Foco Brasil – Como anda a relação entre você, a crítica e o Crítico
Contudo, a energia do crítico pode ser muito positiva. Quando bem direcionada, nos leva à melhoria contínua. O Crítico saudável age como um conselheiro, um mestre, um mentor e não como um algoz ou como um guarda truculento. Ele mantém o processo em marcha, mas não desconsidera os riscos, nem nos impulsiona a tomar atitudes irrefletidas. O medo se transforma em cautela sensata, em ponderação e bom senso.
Não existe uma receita mágica para provocar essa transformação, mas acredite, ela é muito possível. Posso afirmar que esse é um dos temas mais recorrentes nas sessões com meus clientes e, ao longo de muitos anos de prática clínica, eu tenho testemunhado como é trabalhoso, porém fundamental, fazer as pazes com o Crítico. Até mesmo nas HQs o Dr. Banner consegue se reconciliar com o Hulk!

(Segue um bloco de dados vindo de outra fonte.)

//! Calendar date/time to Julian Day conversion.
//!
//! The birth place's local clock time is consumed as-is; no timezone shift
//! is applied.

use crate::error::ChartError;
use chrono::{Datelike, NaiveDate, NaiveTime, Timelike};

/// Julian Day of the J2000.0 epoch (2000-01-01 12:00).
pub const J2000: f64 = 2_451_545.0;

/// Julian Day at midnight starting 0001-01-01 (proleptic Gregorian), minus one day.
const CE_MIDNIGHT_OFFSET: f64 = 1_721_424.5;

const SECONDS_PER_DAY: f64 = 86_400.0;

/// Clock time used when the caller has no precise birth time.
pub const DEFAULT_BIRTH_TIME: &str = "12:00";

/// Parse a `YYYY-MM-DD` Gregorian date.
pub fn parse_birth_date(input: &str) -> Result<NaiveDate, ChartError> {
    NaiveDate::parse_from_str(input.trim(), "%Y-%m-%d").map_err(|_| ChartError::InvalidDate {
        input: input.to_string(),
    })
}

/// Parse a 24-hour `HH:MM` clock time.
pub fn parse_birth_time(input: &str) -> Result<NaiveTime, ChartError> {
    NaiveTime::parse_from_str(input.trim(), "%H:%M").map_err(|_| ChartError::InvalidTime {
        input: input.to_string(),
    })
}

/// Convert a calendar date and clock time to a Julian Day number.
///
/// Noon of any date lands on an integer; the fractional part encodes the
/// time of day. Monotonic in wall-clock time and bit-for-bit reproducible.
pub fn to_time_reference(date: NaiveDate, time: NaiveTime) -> f64 {
    let days = date.num_days_from_ce() as f64;
    let day_fraction = time.num_seconds_from_midnight() as f64 / SECONDS_PER_DAY;
    days + CE_MIDNIGHT_OFFSET + day_fraction
}

/// Days elapsed since J2000.0.
pub fn days_since_epoch(time_ref: f64) -> f64 {
    time_ref - J2000
}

É muito compreensível que alguém, cujo Crítico seja muito severo, queira simplesmente extirpá-lo de si, mas isso não é possível. A boa notícia é que também não é necessário. À medida que ressignificamos nossas experiências, aceitamos nossos sentimentos, perdoamos nossos erros, vamos curando nossas dores e fazendo nosso Crítico amadurecer. Tornamo-nos mais tolerantes conosco, com os outros, com a vida e, consequentemente, mais felizes. Esse é um processo tão difícil quanto belo e valioso.